Saved entries:
◇ ◇ ◇

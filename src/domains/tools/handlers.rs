//! Tool handler adapter.
//!
//! Tools are written against [`ToolDefinition`]: typed params and an
//! `execute` that receives the resolved [`BackendTarget`]. They know nothing
//! about sessions. [`ToolAdapter`] erases the params type behind
//! [`ToolHandler`] so the registry can store every tool in one table, and
//! injects the target when the call finally runs.

use std::sync::Arc;

use async_trait::async_trait;
use futures::FutureExt;
use futures::future::BoxFuture;
use rmcp::handler::server::tool::cached_schema_for_type;
use rmcp::model::{CallToolResult, Tool};
use schemars::JsonSchema;
use serde::de::DeserializeOwned;
use serde_json::{Map, Value};

use super::validation::{Validate, parse_params};
use crate::core::session::BackendTarget;

/// A tool call whose arguments already passed validation, waiting for its
/// target.
pub type PreparedCall = Box<dyn FnOnce(BackendTarget) -> BoxFuture<'static, CallToolResult> + Send>;

/// Type-erased handler stored in the registry.
pub trait ToolHandler: Send + Sync {
    /// Tool metadata (name, description, input schema).
    fn tool(&self) -> Tool;

    /// Validate `arguments` and bind them into a ready-to-run call.
    fn prepare(&self, arguments: Map<String, Value>) -> Result<PreparedCall, Vec<String>>;
}

/// Implemented by every concrete tool.
#[async_trait]
pub trait ToolDefinition: Send + Sync + 'static {
    /// Tool name as registered in MCP.
    const NAME: &'static str;

    /// Human-readable title.
    const TITLE: &'static str;

    /// Tool description shown to clients.
    const DESCRIPTION: &'static str;

    /// Declared input shape.
    type Params: DeserializeOwned + JsonSchema + Validate + Send + 'static;

    /// Run the tool against `target`.
    ///
    /// Downstream failures are reported in the returned result, never as a
    /// protocol error.
    async fn execute(&self, params: Self::Params, target: &BackendTarget) -> CallToolResult;

    /// Create a Tool model for this tool (metadata).
    fn to_tool() -> Tool
    where
        Self: Sized,
    {
        Tool {
            name: Self::NAME.into(),
            description: Some(Self::DESCRIPTION.into()),
            input_schema: cached_schema_for_type::<Self::Params>(),
            annotations: None,
            output_schema: None,
            icons: None,
            meta: None,
            title: Some(Self::TITLE.to_string()),
        }
    }
}

/// Bridges a [`ToolDefinition`] to the registry's [`ToolHandler`].
pub struct ToolAdapter<T> {
    tool: Arc<T>,
}

impl<T: ToolDefinition> ToolAdapter<T> {
    pub fn new(tool: T) -> Self {
        Self {
            tool: Arc::new(tool),
        }
    }
}

impl<T: ToolDefinition> ToolHandler for ToolAdapter<T> {
    fn tool(&self) -> Tool {
        T::to_tool()
    }

    fn prepare(&self, arguments: Map<String, Value>) -> Result<PreparedCall, Vec<String>> {
        let params = parse_params::<T::Params>(arguments)?;
        let tool = Arc::clone(&self.tool);
        Ok(Box::new(move |target: BackendTarget| {
            async move { tool.execute(params, &target).await }.boxed()
        }))
    }
}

◇ ◇ ◇

◆ WHAT THE EXERCISE ASKS: Copy nothing beyond the line containing "params type behind". Transcribe exactly from the first line of the entries down to that line, inclusive.

◆ SOLUTION TO THIS PROBLEM:
filename src/domains/tools/handlers.rs
//! Tool handler adapter.
//!
//! Tools are written against [`ToolDefinition`]: typed params and an
//! `execute` that receives the resolved [`BackendTarget`]. They know nothing
//! about sessions. [`ToolAdapter`] erases the params type behind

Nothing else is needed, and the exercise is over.